Capacity Shortages Call for Action
By Robert W. Smock,Manager, Energyand Utility Group
According to the Federal Energy RegulatoryCommission, Last Summer`s Disturbingly High Spot
market electricity prices were caused by an unusual combination of factors unlikely to recur: near-record peak demand in the Midwest, more than the average number of power plant outages, transmission constraints, and insufficient market information.
I don`t agree. I think all these factors are likely to recur, price spikes will happen again, brownouts will happen, and worse. Electricity demand is growing and generating capacity is not. Almost every year sets a record peak. Power plants have forced outages. There`s nothing unusual about forced outages occurring at the time of the peak. That`s why we need a contingency reserve margin in generating capacity.
The real reason for the price spikes is low reserve margins caused by the lack of construction of new capacity. Nationally the reserve margin is down to about 15 percent, the traditional minimum. It`s been argued that we no longer need 15 percent, that 10 percent or less will do. Last summer showed us the price we`re going to pay for this. The ECAR/MAIN reserve margin was 11.9 percent.
The new competitive wholesale electricity market is providing us valuable price signals, an indicator of the U.S. capacity shortage that`s developing. Some market participants have asked the federal government, mainly FERC, to increase regulation of the competitive wholesale market with, for example, price caps. I think that would be wrong. That would muffle the price signals which are telling us what to do.
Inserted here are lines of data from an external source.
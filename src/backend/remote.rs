use std::time::Duration;

use async_trait::async_trait;
use chrono::{DateTime, Utc};
use reqwest::{Client, RequestBuilder};
use serde::{Deserialize, Serialize};

use crate::backend::DetectionBackend;
use crate::config::AppConfig;
use crate::core::classifier::Assessment;
use crate::core::error::ShieldError;
use crate::core::types::{ScanDetails, Severity, ThreatIntelligence, UsageStats};

/// Client for a detection service speaking the `/scan`, `/threats`, `/usage` API.
pub struct RemoteBackend {
    client: Client,
    base_url: String,
    api_key: Option<String>,
}

#[derive(Serialize)]
struct ScanRequest<'a> {
    url: &'a str,
    detailed: bool,
}

#[derive(Deserialize)]
struct ScanResponse {
    risk_score: f64,
    analysis: WireAnalysis,
    #[serde(default)]
    details: ScanDetails,
}

#[derive(Deserialize)]
struct WireAnalysis {
    #[serde(default)]
    ssl_valid: bool,
    #[serde(default)]
    domain_age: u32,
    #[serde(default)]
    redirects: u32,
    #[serde(default)]
    malware_detected: bool,
    #[serde(default)]
    phishing_indicators: Vec<String>,
}

#[derive(Deserialize)]
struct ThreatsResponse {
    threats: Vec<WireThreat>,
}

#[derive(Deserialize)]
struct WireThreat {
    id: String,
    #[serde(alias = "type")]
    threat_type: String,
    severity: Severity,
    #[serde(default)]
    description: String,
    #[serde(default)]
    indicators: Vec<String>,
    first_seen: DateTime<Utc>,
    #[serde(default)]
    last_seen: Option<DateTime<Utc>>,
    #[serde(default)]
    sources: Vec<String>,
    #[serde(default)]
    affected_regions: Vec<String>,
}

impl TryFrom<WireThreat> for ThreatIntelligence {
    type Error = ShieldError;

    fn try_from(w: WireThreat) -> Result<Self, Self::Error> {
        let last_seen = w.last_seen.unwrap_or(w.first_seen);
        if last_seen < w.first_seen {
            return Err(ShieldError::Backend(format!(
                "threat {} has last_seen before first_seen",
                w.id
            )));
        }
        Ok(ThreatIntelligence {
            id: w.id,
            threat_type: w.threat_type,
            severity: w.severity,
            description: w.description,
            indicators: w.indicators,
            first_seen: w.first_seen,
            last_seen,
            sources: w.sources,
            affected_regions: w.affected_regions,
        })
    }
}

impl RemoteBackend {
    pub fn new(config: &AppConfig) -> Result<Self, ShieldError> {
        let client = Client::builder()
            .user_agent(config.user_agent.clone())
            .timeout(Duration::from_millis(config.timeout_ms))
            .build()
            .map_err(|e| ShieldError::Config(e.to_string()))?;

        Ok(Self {
            client,
            base_url: config.base_url.trim_end_matches('/').to_string(),
            api_key: config.api_key.clone(),
        })
    }

    fn endpoint(&self, path: &str) -> String {
        format!("{}/{}", self.base_url, path)
    }

    fn authorize(&self, request: RequestBuilder) -> RequestBuilder {
        match &self.api_key {
            Some(key) => request.bearer_auth(key),
            None => request,
        }
    }
}

#[async_trait]
impl DetectionBackend for RemoteBackend {
    fn name(&self) -> &'static str {
        "remote"
    }

    async fn assess(&self, url: &str) -> Result<Assessment, ShieldError> {
        let request = self
            .client
            .post(self.endpoint("scan"))
            .json(&ScanRequest { url, detailed: true });
        let body: ScanResponse = self
            .authorize(request)
            .send()
            .await?
            .error_for_status()?
            .json()
            .await?;

        Ok(Assessment {
            risk_score: body.risk_score,
            ssl_valid: body.analysis.ssl_valid,
            domain_age: body.analysis.domain_age,
            redirects: body.analysis.redirects,
            malware_signal: body.analysis.malware_detected,
            phishing_indicators: body.analysis.phishing_indicators,
            details: body.details,
        })
    }

    async fn threats(&self) -> Result<Vec<ThreatIntelligence>, ShieldError> {
        let request = self.client.get(self.endpoint("threats"));
        let body: ThreatsResponse = self
            .authorize(request)
            .send()
            .await?
            .error_for_status()?
            .json()
            .await?;
        body.threats.into_iter().map(ThreatIntelligence::try_from).collect()
    }

    async fn usage(&self) -> Result<UsageStats, ShieldError> {
        let request = self.client.get(self.endpoint("usage"));
        let stats = self
            .authorize(request)
            .send()
            .await?
            .error_for_status()?
            .json()
            .await?;
        Ok(stats)
    }
}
So far, FERC has wisely taken no action, but the staff report tends to dismiss the seriousness of the situation by saying it`s unlikely to happen again.
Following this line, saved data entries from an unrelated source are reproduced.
//! Risk classification.
//!
//! `classify` is a pure mapping from a risk score to a [`ScanStatus`]. Everything
//! else on a [`ScanAnalysis`] that depends on the verdict is derived here too, so a
//! backend only has to report raw observations in an [`Assessment`].

use serde::{Deserialize, Serialize};

use crate::core::error::ShieldError;
use crate::core::types::{Reputation, ScanAnalysis, ScanDetails, ScanStatus};

pub const DEFAULT_SAFE_BELOW: f64 = 0.3;
pub const DEFAULT_DANGEROUS_AT: f64 = 0.7;

/// Upper bounds (inclusive) on the evidence a backend may report.
pub const MAX_DOMAIN_AGE_DAYS: u32 = 3649;
pub const MAX_REDIRECTS: u32 = 4;

/// Reported for dangerous URLs when the backend supplied no indicators of its own.
pub const DEFAULT_PHISHING_INDICATORS: [&str; 2] = ["Suspicious domain", "Fake login form"];

#[derive(Debug, Clone, Copy, Serialize, Deserialize, PartialEq)]
pub struct Thresholds {
    /// Scores strictly below this are safe.
    #[serde(default = "default_safe_below")]
    pub safe_below: f64,
    /// Scores at or above this are dangerous.
    #[serde(default = "default_dangerous_at")]
    pub dangerous_at: f64,
}

impl Default for Thresholds {
    fn default() -> Self {
        Self {
            safe_below: DEFAULT_SAFE_BELOW,
            dangerous_at: DEFAULT_DANGEROUS_AT,
        }
    }
}

impl Thresholds {
    pub fn validate(&self) -> Result<(), ShieldError> {
        let ordered = self.safe_below > 0.0
            && self.safe_below < self.dangerous_at
            && self.dangerous_at <= 1.0;
        if ordered {
            Ok(())
        } else {
            Err(ShieldError::Config(format!(
                "thresholds must satisfy 0 < safe_below < dangerous_at <= 1 (got {} / {})",
                self.safe_below, self.dangerous_at
            )))
        }
    }
}

fn default_safe_below() -> f64 {
    DEFAULT_SAFE_BELOW
}

fn default_dangerous_at() -> f64 {
    DEFAULT_DANGEROUS_AT
}

/// Raw observations about one URL, as produced by a detection backend.
#[derive(Debug, Clone, PartialEq)]
pub struct Assessment {
    pub risk_score: f64,
    pub ssl_valid: bool,
    pub domain_age: u32,
    pub redirects: u32,
    /// Backend's malware verdict. Only surfaces when the URL classifies as dangerous.
    pub malware_signal: bool,
    pub phishing_indicators: Vec<String>,
    pub details: ScanDetails,
}

pub fn classify(risk_score: f64, thresholds: &Thresholds) -> ScanStatus {
    if risk_score < thresholds.safe_below {
        ScanStatus::Safe
    } else if risk_score < thresholds.dangerous_at {
        ScanStatus::Suspicious
    } else {
        ScanStatus::Dangerous
    }
}

pub fn reputation_for(status: ScanStatus) -> Reputation {
    match status {
        ScanStatus::Safe => Reputation::Trusted,
        ScanStatus::Dangerous => Reputation::Malicious,
        ScanStatus::Suspicious | ScanStatus::Scanning => Reputation::Unknown,
    }
}

pub fn derive_analysis(status: ScanStatus, assessment: &Assessment) -> ScanAnalysis {
    let dangerous = status == ScanStatus::Dangerous;
    let phishing_indicators = if !dangerous {
        Vec::new()
    } else if assessment.phishing_indicators.is_empty() {
        DEFAULT_PHISHING_INDICATORS
            .iter()
            .map(|s| s.to_string())
            .collect()
    } else {
        assessment.phishing_indicators.clone()
    };

    ScanAnalysis {
        reputation: reputation_for(status),
        ssl_valid: assessment.ssl_valid,
        content_safe: !dangerous,
        domain_age: assessment.domain_age,
        redirects: assessment.redirects,
        malware_detected: dangerous && assessment.malware_signal,
        phishing_indicators,
    }
}

#[cfg(test)]
mod tests {
    use super::*;

    fn assessment(risk_score: f64, malware_signal: bool) -> Assessment {
        Assessment {
            risk_score,
            ssl_valid: true,
            domain_age: 365,
            redirects: 1,
            malware_signal,
            phishing_indicators: Vec::new(),
            details: ScanDetails::default(),
        }
    }

    #[test]
    fn classification_boundaries() {
        let t = Thresholds::default();
        assert_eq!(classify(0.0, &t), ScanStatus::Safe);
        assert_eq!(classify(0.2999, &t), ScanStatus::Safe);
        assert_eq!(classify(0.3, &t), ScanStatus::Suspicious);
        assert_eq!(classify(0.6999, &t), ScanStatus::Suspicious);
        assert_eq!(classify(0.7, &t), ScanStatus::Dangerous);
        assert_eq!(classify(0.9999, &t), ScanStatus::Dangerous);
    }

    #[test]
    fn custom_thresholds_shift_verdicts() {
        let t = Thresholds {
            safe_below: 0.5,
            dangerous_at: 0.9,
        };
        assert_eq!(classify(0.4, &t), ScanStatus::Safe);
        assert_eq!(classify(0.8, &t), ScanStatus::Suspicious);
    }

    #[test]
    fn phishing_indicators_only_when_dangerous() {
        let t = Thresholds::default();
        for score in [0.0, 0.1, 0.3, 0.5, 0.69, 0.7, 0.85, 0.99] {
            let status = classify(score, &t);
            let analysis = derive_analysis(status, &assessment(score, true));
            assert_eq!(
                !analysis.phishing_indicators.is_empty(),
                status == ScanStatus::Dangerous,
                "score {score}"
            );
            assert_eq!(analysis.malware_detected, status == ScanStatus::Dangerous);
            assert_eq!(analysis.content_safe, status != ScanStatus::Dangerous);
        }
    }

    #[test]
    fn dangerous_without_malware_signal_is_not_malware() {
        let analysis = derive_analysis(ScanStatus::Dangerous, &assessment(0.9, false));
        assert!(!analysis.malware_detected);
        assert_eq!(analysis.reputation, Reputation::Malicious);
        assert_eq!(
            analysis.phishing_indicators,
            vec!["Suspicious domain", "Fake login form"]
        );
    }

    #[test]
    fn backend_indicators_are_kept_for_dangerous_urls() {
        let mut a = assessment(0.95, false);
        a.phishing_indicators = vec!["Credential form posts offsite".into()];
        let analysis = derive_analysis(ScanStatus::Dangerous, &a);
        assert_eq!(analysis.phishing_indicators, a.phishing_indicators);

        let safe = derive_analysis(ScanStatus::Safe, &a);
        assert!(safe.phishing_indicators.is_empty());
        assert_eq!(safe.reputation, Reputation::Trusted);
    }

    #[test]
    fn rejects_unordered_thresholds() {
        assert!(Thresholds::default().validate().is_ok());
        let bad = Thresholds {
            safe_below: 0.8,
            dangerous_at: 0.7,
        };
        assert!(matches!(bad.validate(), Err(ShieldError::Config(_))));
        let zero = Thresholds {
            safe_below: 0.0,
            dangerous_at: 0.7,
        };
        assert!(zero.validate().is_err());
    }
}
I don`t agree that the way to nurture the competitive market is to ignore or explain away what happened last summer. What happened was not the fault of competition. The market just gave us an early warning through price spikes. The capacity shortage exists whether the market is competitive or not. Muffled price signals would only delay the awareness of capacity shortages until something worse happened.
Something worse–brownouts, blackouts, whatever–can happen. Growth in demand is strong. During the past three years peak load in ECAR, MAIN, and MAPP has grown by 3.6 percent, 3.5 percent, and 5.8 percent. Utility generating capacity in the US in the summer of 1998 was below that of 1997. That`s a formula for much worse than price spikes.
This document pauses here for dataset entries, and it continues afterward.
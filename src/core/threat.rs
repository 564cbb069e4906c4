//! Client-side selection and counting over a threat snapshot.

use std::str::FromStr;

use chrono::{DateTime, Utc};
use serde::Serialize;

use crate::core::error::ShieldError;
use crate::core::time::active_window;
use crate::core::types::{Severity, ThreatIntelligence};

#[derive(Debug, Clone, Copy, PartialEq, Eq, Default)]
pub enum SeverityFilter {
    #[default]
    All,
    Only(Severity),
}

impl SeverityFilter {
    pub fn matches(&self, severity: Severity) -> bool {
        match self {
            SeverityFilter::All => true,
            SeverityFilter::Only(wanted) => *wanted == severity,
        }
    }
}

impl FromStr for SeverityFilter {
    type Err = ShieldError;

    fn from_str(value: &str) -> Result<Self, Self::Err> {
        match value.trim().to_lowercase().as_str() {
            "all" | "" => Ok(SeverityFilter::All),
            "low" => Ok(SeverityFilter::Only(Severity::Low)),
            "medium" => Ok(SeverityFilter::Only(Severity::Medium)),
            "high" => Ok(SeverityFilter::Only(Severity::High)),
            "critical" => Ok(SeverityFilter::Only(Severity::Critical)),
            other => Err(ShieldError::InvalidInput(format!(
                "unknown severity filter: {other}"
            ))),
        }
    }
}

#[derive(Debug, Clone, PartialEq, Eq, Default)]
pub enum TypeFilter {
    #[default]
    All,
    /// Case-insensitive substring of `threat_type`.
    Contains(String),
}

impl TypeFilter {
    pub fn contains(text: &str) -> Self {
        TypeFilter::Contains(text.to_lowercase())
    }

    fn matches(&self, threat_type_lower: &str) -> bool {
        match self {
            TypeFilter::All => true,
            TypeFilter::Contains(needle) => threat_type_lower.contains(&needle.to_lowercase()),
        }
    }
}

impl FromStr for TypeFilter {
    type Err = ShieldError;

    fn from_str(value: &str) -> Result<Self, Self::Err> {
        if value.eq_ignore_ascii_case("all") {
            Ok(TypeFilter::All)
        } else {
            Ok(TypeFilter::contains(value))
        }
    }
}

/// Display filters applied to a threat list. The default query selects everything.
#[derive(Debug, Clone, PartialEq, Eq, Default)]
pub struct ThreatQuery {
    pub search: String,
    pub severity: SeverityFilter,
    pub threat_type: TypeFilter,
}

impl ThreatQuery {
    pub fn matches(&self, threat: &ThreatIntelligence) -> bool {
        let search = self.search.to_lowercase();
        let threat_type = threat.threat_type.to_lowercase();
        let matches_search =
            threat.description.to_lowercase().contains(&search) || threat_type.contains(&search);

        matches_search
            && self.severity.matches(threat.severity)
            && self.threat_type.matches(&threat_type)
    }
}

/// Records satisfying every predicate of `query`, in input order.
pub fn filter_threats<'a>(
    threats: &'a [ThreatIntelligence],
    query: &ThreatQuery,
) -> Vec<&'a ThreatIntelligence> {
    threats.iter().filter(|t| query.matches(t)).collect()
}

#[derive(Debug, Clone, Copy, PartialEq, Eq, Default, Serialize)]
pub struct ThreatStats {
    pub total: usize,
    pub critical: usize,
    pub high: usize,
    /// Seen within the last 24 hours of `now`.
    pub active: usize,
}

/// Counters over the full, unfiltered snapshot. Depends on `now`, so callers
/// recompute it per query.
pub fn summarize(threats: &[ThreatIntelligence], now: DateTime<Utc>) -> ThreatStats {
    let window = active_window();
    threats.iter().fold(
        ThreatStats {
            total: threats.len(),
            ..ThreatStats::default()
        },
        |mut stats, t| {
            match t.severity {
                Severity::Critical => stats.critical += 1,
                Severity::High => stats.high += 1,
                Severity::Low | Severity::Medium => {}
            }
            if now.signed_duration_since(t.last_seen) < window {
                stats.active += 1;
            }
            stats
        },
    )
}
Merchant developers have responded, attracted by the high prices for electricity. As much as 30 GW of new gas-fired combined cycle merchant capacity has been ordered. Sound like a lot? It`s not. It`s less than five percent of national generating capacity. It doesn`t even cover last summer`s growth in demand. Further, construction is under way on only a small part of that new capacity. It`s too late to do much good for next summer.
The answer is new capacity. A lot of new capacity–a balanced program including gas-fired combined cycles, repowered steam plants, new coal-fired plants, relicensed nuclear units, and anything else that makes sense. I don`t know that we should be relying solely on independents to fill the gap. Some new conventional utility capacity is needed to provide a balanced supply. The independents have responded. The utilities, for the most part, have not.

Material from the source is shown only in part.